Although the cause of preterm birth is often unknown and there are many factors involved, there are some things that may help reduce the risk.

  • Consider taking folic acid while trying to conceive. If you aren't pregnant yet but plan to be soon, you can begin taking folic acid three months before conception. In addition to its critical role in early neurological development of a baby, folic acid may also help reduce the risk of preterm birth. Studies have reported a risk reduction of 8-14% [46]–[48].
  • Make sure you are taking adequate amounts of calcium during pregnancy. Getting enough calcium during pregnancy can help to reduce the  risk of preterm birth [49]–[51]. This may come from diet and/or supplements, so it’s a good idea to check whether you are receiving enough calcium with your provider.
  • Check your vaginal microbiome. Several studies show that women with a CST 4 or bacterial vaginosis have a higher rate of preterm birth [20], [23]–[35]. Unfortunately, there are no well-designed clinical trials evaluating if a shift in vaginal microbial composition reduces the risk of preterm labor. Some clinical trials have looked at the effect of treating bacterial vaginosis with antibiotics, and have found no reduction in the risk [52]–[55].
  • Wash only with water. One study found that women who used a vaginal gel before or during pregnancy had 2.3-3.4 times higher risk of preterm birth [56]. Here are some tips for vaginal health that will help you take good care of your vaginal microbiome.

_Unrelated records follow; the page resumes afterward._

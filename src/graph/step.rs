//! Step abstraction for the graph.
//!
//! Two-layer design:
//! - **`StepPlugin` trait** - the open set. Host code implements it to add
//!   new computation kinds without touching the scheduler.
//! - **`BuiltinStep` enum** - the built-in kinds. Dispatch is a plain match,
//!   so the hot path pays no vtable cost for them.
//!
//! `AnyStep` wraps either variant so the group can handle both uniformly.
//! `StepCell` is what the group actually stores: the step behind its own
//! mutex plus the slots and status that other threads read without it.

use crate::error::StepError;
use crate::graph::id::StepId;
use crate::graph::slot::{InputSlot, OutputSlot, SlotDescriptor};
use crate::graph::steps::{
    ConstantStep, ExpressionStep, GainStep, GroupStep, IntegratorStep, RecorderStep, SumStep,
    UnitDelayStep,
};
use crate::graph::value::{ConfigValue, DataValue, StepParams, ValueType};
use crate::types::{StepMode, StepState, StepStatus};
use parking_lot::{Mutex, RwLock};
use std::any::Any;
use std::panic::{catch_unwind, AssertUnwindSafe};
use std::sync::atomic::{AtomicBool, AtomicU32, Ordering};
use std::sync::Arc;
use std::time::Duration;

/// Simulated time handed to a step for one compute.
#[derive(Debug, Clone, Copy, PartialEq, Default)]
pub struct TickTime {
    /// Simulated time in seconds at the start of this step
    pub time: f64,
    /// Step size in seconds
    pub dt: f64,
    /// Tick counter of whoever is driving the compute
    pub tick: u64,
}

impl TickTime {
    pub fn new(time: f64, dt: f64, tick: u64) -> Self {
        Self { time, dt, tick }
    }
}

/// Context passed to `compute`.
///
/// Input values are sampled once, before `compute` runs, so a step sees a
/// consistent set even if a producer on another thread publishes meanwhile.
pub struct StepContext<'a> {
    inputs: &'a [InputSlot],
    values: Vec<Option<Arc<DataValue>>>,
    outputs: &'a [OutputSlot],
    /// Simulated time in seconds.
    pub time: f64,
    /// Time since last compute in seconds.
    pub dt: f64,
    /// Monotonic tick counter.
    pub tick: u64,
    stop_requested: bool,
}

impl<'a> StepContext<'a> {
    pub(crate) fn new(inputs: &'a [InputSlot], outputs: &'a [OutputSlot], time: &TickTime) -> Self {
        Self {
            inputs,
            values: inputs.iter().map(InputSlot::value).collect(),
            outputs,
            time: time.time,
            dt: time.dt,
            tick: time.tick,
            stop_requested: false,
        }
    }

    fn input_index(&self, name: &str) -> Option<usize> {
        self.inputs.iter().position(|s| s.name() == name)
    }

    /// Value of the named input, or `None` if unknown, unconnected or unset.
    pub fn input(&self, name: &str) -> Option<&DataValue> {
        self.input_index(name).and_then(|i| self.input_at(i))
    }

    pub fn input_at(&self, index: usize) -> Option<&DataValue> {
        self.values.get(index).and_then(|v| v.as_deref())
    }

    pub(crate) fn input_shared_at(&self, index: usize) -> Option<Arc<DataValue>> {
        self.values.get(index).cloned().flatten()
    }

    pub fn require_input(&self, name: &str) -> Result<&DataValue, StepError> {
        let index = self
            .input_index(name)
            .ok_or_else(|| StepError::UnknownSlot(name.to_string()))?;
        self.input_at(index)
            .ok_or_else(|| StepError::MissingInput(name.to_string()))
    }

    pub fn require_f64(&self, name: &str) -> Result<f64, StepError> {
        let value = self.require_input(name)?;
        value.as_f64().ok_or_else(|| StepError::TypeMismatch {
            slot: name.to_string(),
            expected: ValueType::Float,
            found: value.value_type(),
        })
    }

    /// Publish a value on the named output.
    ///
    /// The value must fit the declared type; `Any` outputs take anything.
    pub fn set_output(&mut self, name: &str, value: impl Into<DataValue>) -> Result<(), StepError> {
        self.set_output_shared(name, Arc::new(value.into()))
    }

    pub fn set_output_shared(&mut self, name: &str, value: Arc<DataValue>) -> Result<(), StepError> {
        let slot = self
            .outputs
            .iter()
            .find(|s| s.name() == name)
            .ok_or_else(|| StepError::UnknownSlot(name.to_string()))?;
        let declared = slot.descriptor.value_type;
        if !declared.admits(&value) {
            return Err(StepError::TypeMismatch {
                slot: name.to_string(),
                expected: declared,
                found: value.value_type(),
            });
        }
        slot.handle.publish_shared(value);
        Ok(())
    }

    /// Ask the driving looped trigger to stop after this tick.
    pub fn request_stop(&mut self) {
        self.stop_requested = true;
    }
}

/// Trait for pluggable/user-defined steps.
pub trait StepPlugin: Send {
    /// Registry kind this step was created from.
    fn kind(&self) -> &str;

    /// Slot declarations. Read once, when the step is added to a group.
    fn slots(&self) -> Vec<SlotDescriptor>;

    fn mode(&self) -> StepMode {
        StepMode::Triggered
    }

    /// Current parameters, for descriptions.
    fn params(&self) -> StepParams {
        StepParams::new()
    }

    /// Called when a looped trigger starts driving this step.
    fn on_start(&mut self) -> Result<(), StepError> {
        Ok(())
    }

    /// Read inputs, compute, publish outputs. Must not block on anything
    /// but locks scoped to this step.
    fn compute(&mut self, ctx: &mut StepContext) -> Result<(), StepError>;

    /// Called when the last looped trigger driving this step stops.
    fn on_stop(&mut self) {}

    fn on_input_connected(&mut self, _slot: &str, _source: ValueType) {}

    fn on_input_disconnected(&mut self, _slot: &str) {}

    fn on_output_connected(&mut self, _slot: &str) {}

    fn on_output_disconnected(&mut self, _slot: &str) {}

    fn on_param_change(&mut self, key: &str, _value: &ConfigValue) -> Result<(), StepError> {
        Err(StepError::InvalidParam {
            key: key.to_string(),
            message: format!("{} has no parameter '{}'", self.kind(), key),
        })
    }

    /// Downcasting hook for tests and host tooling.
    fn as_any(&self) -> Option<&dyn Any> {
        None
    }
}

/// Enum dispatch for built-in steps.
pub enum BuiltinStep {
    Constant(ConstantStep),
    Gain(GainStep),
    Sum(SumStep),
    Integrator(IntegratorStep),
    UnitDelay(UnitDelayStep),
    Recorder(RecorderStep),
    Expression(ExpressionStep),
    Group(GroupStep),
}

macro_rules! dispatch_builtin {
    ($self:expr, $step:ident => $body:expr) => {
        match $self {
            BuiltinStep::Constant($step) => $body,
            BuiltinStep::Gain($step) => $body,
            BuiltinStep::Sum($step) => $body,
            BuiltinStep::Integrator($step) => $body,
            BuiltinStep::UnitDelay($step) => $body,
            BuiltinStep::Recorder($step) => $body,
            BuiltinStep::Expression($step) => $body,
            BuiltinStep::Group($step) => $body,
        }
    };
}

  • Probiotics may help delay birth after water breaking. If water breaks before week 34, birth may need to be delayed. This is accomplished by corticoid and antibiotic treatment. Two studies found that women who also received vaginal probiotics (inserted in the vagina) had a larger latency period, which resulted in increased gestational age at birth [57], [58]. A third study didn’t find that probiotics had any effects in gestational age, but the babies from moms who received probiotics had better health outcomes than those from moms who only received conventional treatment [59]. Despite these encouraging results, research on vaginal probiotics and preterm birth is still in progress. Not all vaginal probiotics may have the same effect as those that were studied, and right now we can’t recommend one for this particular situation. If you find yourself in this scenario, always ask your provider before using any vaginal probiotics.